Amazon is facing lawsuits from five women who accuse the company of both racial and gender bias.
The women have accused the e-commerce giant of favouring men over women in career growth, allowing supervisors to belittle them, and retaliating after they complained, according to a report by Reuters.
Two of the claimants are black, one is Latina, one is Asian-American, and one is white. They filed the lawsuits across federal courts in Arizona, California, Delaware and Seattle.
An Amazon spokesman told the news agency that the company has found no evidence to support the allegations. They said that the business doesn’t allow discrimination or harassment and supports a “diverse, equitable, and inclusive culture.”
The lawsuits were filed by Wigdor law firm, which represented a Black manager at Amazon Web Services who sued the company in March over alleged systemic discrimination.
The new claimants include Cindy Warner, a gay executive who said a male manager openly called her a "bitch," an "idiot" and a "nobody," and that Amazon terminated her job after learning she had hired a lawyer.
Pearl Thomas, a black woman who said that a human resources employee downplayed concerns about her treatment by saying she was upset by current events and that "my name is not Derek Chauvin," the white Minneapolis police officer who was convicted of murdering George Floyd, Reuters reported.

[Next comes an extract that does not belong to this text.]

//! Infrastructure layer: configuration, storage, and the Firebase replica.

pub mod config;
pub mod replica;
pub mod store;

pub use config::{AppConfig, ConfigError, DatabaseConfig, FirebaseConfig};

An Amazon spokesperson said: “We are conducting thorough investigations for each of these unrelated cases, as we do with any reported incidents, and we have found no evidence to support the allegations. Amazon works hard to foster a diverse, equitable, and inclusive culture. We do not tolerate discrimination or harassment in any form, and employees are encouraged to raise concerns to any member of management or through an anonymous ethics hotline with no risk of retaliation.”